The group has gone on two nature walks recently, Kravitz said. One focused on native plants and invasive plants. The other was based on forest bathing, a conscious and contemplative practice of being immersed in sights, sounds and smells of the forest.
Last year, the committee got together with a Mormon church and a historically Black church in the Kentlands area of Gaithersburg for a gardening project.

“The public can walk through there, and we’ve done some work by planting trees and pulling invasive plants there,” Kravitz said.

“Over the the last seven or eight years, we’ve had a lot of different activities to incorporate environmental values into Jewish life,” Gore said. “And I think that is what the Green Team is going to be working on with our rabbis going forward.”

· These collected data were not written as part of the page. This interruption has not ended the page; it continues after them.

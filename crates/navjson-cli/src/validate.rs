//! # Validate Command
//!
//! Checks a nav.json file and reports the outcome:
//!
//! ```bash
//! navjson                                # docs/nav.json, document checks only
//! navjson --file site/nav.json --check-files
//! navjson --silent || echo "invalid"     # exit status only
//! ```

use std::path::PathBuf;

use anyhow::Result;
use clap::Args;

use navjson_core::{check, CheckConfig, DEFAULT_NAV_FILE};

/// Arguments for validating a nav.json file.
#[derive(Args, Debug, Clone)]
pub struct ValidateArgs {
    /// Path to the nav.json file.
    #[arg(long, default_value = DEFAULT_NAV_FILE)]
    pub file: PathBuf,

    /// Print nothing; report failure through the exit status only.
    #[arg(long)]
    pub silent: bool,

    /// Verify that every file referenced by the document exists, relative
    /// to the directory containing the nav.json file.
    #[arg(long)]
    pub check_files: bool,
}

impl ValidateArgs {
    /// The core configuration these arguments describe.
    pub fn config(&self) -> CheckConfig {
        CheckConfig::new(&self.file).with_check_files(self.check_files)
    }
}

/// Validate the nav.json file described by `args`.
///
/// Returns the process exit code on success. Validation failures are
/// returned as errors; the caller decides how to surface them.
pub fn run_validate(args: &ValidateArgs) -> Result<u8> {
    let config = args.config();
    tracing::info!(
        file = %config.file.display(),
        check_files = config.check_files,
        "validating nav.json"
    );

    let loaded = check(&config)?;
    tracing::debug!(entries = loaded.document.entry_count(), "nav.json is valid");

    if !args.silent {
        println!("File `{}` is valid", args.file.display());
    }
    Ok(0)
}
//! # File Existence Validation
//!
//! Walks the navigation tree depth-first, left to right, and checks that
//! every named entry resolves to a regular file. The first failure stops
//! the walk.
//!
//! ## Path Resolution
//!
//! The base directory handed to an entry's children depends on whether the
//! entry is named:
//!
//! | entry                     | checked path          | children resolve under     |
//! |---------------------------|-----------------------|----------------------------|
//! | no name, no children      | nothing               | n/a                        |
//! | no name, with children    | nothing               | `base / path`              |
//! | named                     | `base / name`         | `base / dir_of(name)`      |
//!
//! A named entry's `path` is never used for resolution.
//!
//! The base directory itself is checked once, before the first entry.

use std::path::{Component, Path, PathBuf};

use crate::document::NavEntry;
use crate::error::{NavJsonError, Result};
use crate::fs::{EntryKind, Filesystem, HostFilesystem};

/// Check every file referenced by `entries` against the host filesystem.
///
/// # Errors
///
/// - [`NavJsonError::DirectoryNotFound`] if `base_dir` is not a directory.
/// - [`NavJsonError::FileNotFound`] for the first named entry that does
///   not exist.
/// - [`NavJsonError::IsDirectory`] for the first named entry that is a
///   directory.
/// - [`NavJsonError::Io`] if a path cannot be inspected.
pub fn validate_files(base_dir: impl AsRef<Path>, entries: &[NavEntry]) -> Result<()> {
    validate_files_with(&HostFilesystem, base_dir, entries)
}

/// [`validate_files`] against any [`Filesystem`].
pub fn validate_files_with<F: Filesystem>(
    fs: &F,
    base_dir: impl AsRef<Path>,
    entries: &[NavEntry],
) -> Result<()> {
    let base_dir = base_dir.as_ref();
    match stat(fs, base_dir)? {
        Some(EntryKind::Directory) => {}
        Some(EntryKind::File) | None => {
            return Err(NavJsonError::DirectoryNotFound(base_dir.to_path_buf()))
        }
    }
    tracing::debug!(base_dir = %base_dir.display(), "validating referenced files");
    FileWalker { fs }.walk(base_dir, entries)
}

struct FileWalker<'a, F> {
    fs: &'a F,
}

impl<F: Filesystem> FileWalker<'_, F> {
    fn walk(&self, dir: &Path, entries: &[NavEntry]) -> Result<()> {
        for entry in entries {
            if entry.is_placeholder() {
                tracing::trace!(path = %entry.path, "skipping placeholder entry");
                continue;
            }

            if entry.is_group() {
                let subdir = join(dir, &entry.path);
                tracing::trace!(dir = %subdir.display(), "descending into group");
                self.walk(&subdir, &entry.children)?;
                continue;
            }

            let file = join(dir, &entry.name);
            match stat(self.fs, &file)? {
                Some(EntryKind::File) => {
                    tracing::trace!(file = %file.display(), "file exists");
                }
                Some(EntryKind::Directory) => return Err(NavJsonError::IsDirectory(file)),
                None => return Err(NavJsonError::FileNotFound(file)),
            }

            if entry.has_children() {
                let subdir = join(dir, dir_of(&entry.name));
                self.walk(&subdir, &entry.children)?;
            }
        }
        Ok(())
    }
}

fn stat<F: Filesystem>(fs: &F, path: &Path) -> Result<Option<EntryKind>> {
    fs.stat(path).map_err(|source| NavJsonError::Io {
        path: path.to_path_buf(),
        source,
    })
}

/// Join `segment` onto `base` lexically.
///
/// The segment is always treated as relative: root and prefix components
/// are dropped, `.` components are skipped, and an empty segment yields
/// `base` unchanged. `..` removes the preceding normal component, is
/// dropped at the filesystem root, and is kept otherwise.
pub fn join(base: &Path, segment: impl AsRef<Path>) -> PathBuf {
    let mut out = base.to_path_buf();
    for component in segment.as_ref().components() {
        match component {
            Component::Normal(part) => out.push(part),
            Component::ParentDir => match out.components().next_back() {
                Some(Component::Normal(_)) => {
                    out.pop();
                }
                // `..` at the filesystem root stays at the root.
                Some(Component::RootDir | Component::Prefix(_)) => {}
                _ => out.push(".."),
            },
            Component::CurDir | Component::RootDir | Component::Prefix(_) => {}
        }
    }
    out
}

/// The directory part of a slash-separated entry name.
///
/// `"api/js.md"` → `"api"`, `"js.md"` → `""`.
pub fn dir_of(name: &str) -> &str {
    name.rsplit_once('/').map_or("", |(dir, _)| dir)
}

Currently, the Green Team’s focus is transforming the synagogue’s energy use to “all-renewable” energy sources. Kravitz said the synagogue “would love to be able” to put solar panels on its roof, but there are a few factors that limit this ability, including the small size of the roof.

Gore said the congregation’s contract with an energy supplier expired. Now they’re shopping for a renewable contract after the previous one expired.

Gore added that the Green Team plans to hold a workshop on community solar, a central power plant whose electricity is shared by the neighbors.

Humans have done a lot of damage to the environment,” Kravitz said. “So there’s a lot of repairing to be done.”